> WHAT NEEDS TO BE DONE:
Each entry is to be printed again word for word.

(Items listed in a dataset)
----
/*!
 * Run orchestrator.
 *
 * Drives one source file through the chunk lifecycle:
 *
 * ```text
 * INIT -> RUNNING -> JOINING -> DONE
 *            |
 *            +-> ABORTED
 * ```
 *
 * INIT parses the source and either resumes the persisted run (same source hash
 * and window) or splits afresh. RUNNING dispatches chunks strictly in order,
 * validating every candidate and retrying up to the attempt ceiling. JOINING
 * reassembles the owned regions and writes the output atomically.
 *
 * A passing chunk is committed in three steps: candidate and amendment files,
 * then the VALIDATED record carrying the new context revision, then the context
 * document. A context file found one revision behind on resume gets the last
 * committed amendment re-applied.
 */

use log::{debug, info, warn};
use std::path::{Path, PathBuf};
use std::time::{Duration, Instant};

use crate::chunking::splitter::{DEFAULT_CHUNK_SIZE, DEFAULT_OVERLAP_SIZE};
use crate::chunking::{Chunk, Joiner, Splitter};
use crate::context::{ContextAmendment, ContextDocument};
use crate::errors::{RunError, StateError, SubtitleError};
use crate::providers::{TranslationRequest, TranslationSettings, Translator};
use crate::session::{AttemptOutcome, ChunkStatus, NextAction, RunManifest, RunStore, SourceIdentity, StateTracker, TrackerSummary};
use crate::subtitle_processor::{SubtitleBlock, SubtitleCollection};
use crate::validation::{ChunkValidator, FailureReason, ValidationConfig, Verdict};

/// Default attempt ceiling per chunk
pub const DEFAULT_MAX_ATTEMPTS: u32 = 3;

/// Settings of one run.
#[derive(Debug, Clone)]
pub struct RunSettings {
    /// Owned blocks per chunk
    pub chunk_size: usize,

    /// Overlap blocks on each side
    pub overlap_size: usize,

    /// Attempts before a chunk is marked FAILED
    pub max_attempts: u32,

    /// Passed to the translator with every chunk
    pub translation: TranslationSettings,

    /// Advisory thresholds
    pub validation: ValidationConfig,

    /// Discard persisted state instead of resuming
    pub fresh: bool,
}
----
> EXERCISE RESULT:
/*!
 * Run orchestrator.
 *
 * Drives one source file through the chunk lifecycle:
 *
 * ```text
 * INIT -> RUNNING -> JOINING -> DONE
 *            |
 *            +-> ABORTED
 * ```
 *
 * INIT parses the source and either resumes the persisted run (same source hash
 * and window) or splits afresh. RUNNING dispatches chunks strictly in order,
 * validating every candidate and retrying up to the attempt ceiling. JOINING
 * reassembles the owned regions and writes the output atomically.
 *
 * A passing chunk is committed in three steps: candidate and amendment files,
 * then the VALIDATED record carrying the new context revision, then the context
 * document. A context file found one revision behind on resume gets the last
 * committed amendment re-applied.
 */

use log::{debug, info, warn};
use std::path::{Path, PathBuf};
use std::time::{Duration, Instant};

use crate::chunking::splitter::{DEFAULT_CHUNK_SIZE, DEFAULT_OVERLAP_SIZE};
use crate::chunking::{Chunk, Joiner, Splitter};
use crate::context::{ContextAmendment, ContextDocument};
use crate::errors::{RunError, StateError, SubtitleError};
use crate::providers::{TranslationRequest, TranslationSettings, Translator};
use crate::session::{AttemptOutcome, ChunkStatus, NextAction, RunManifest, RunStore, SourceIdentity, StateTracker, TrackerSummary};
use crate::subtitle_processor::{SubtitleBlock, SubtitleCollection};
use crate::validation::{ChunkValidator, FailureReason, ValidationConfig, Verdict};

/// Default attempt ceiling per chunk
pub const DEFAULT_MAX_ATTEMPTS: u32 = 3;

/// Settings of one run.
#[derive(Debug, Clone)]
pub struct RunSettings {
    /// Owned blocks per chunk
    pub chunk_size: usize,

    /// Overlap blocks on each side
    pub overlap_size: usize,

    /// Attempts before a chunk is marked FAILED
    pub max_attempts: u32,

    /// Passed to the translator with every chunk
    pub translation: TranslationSettings,

    /// Advisory thresholds
    pub validation: ValidationConfig,

    /// Discard persisted state instead of resuming
    pub fresh: bool,
}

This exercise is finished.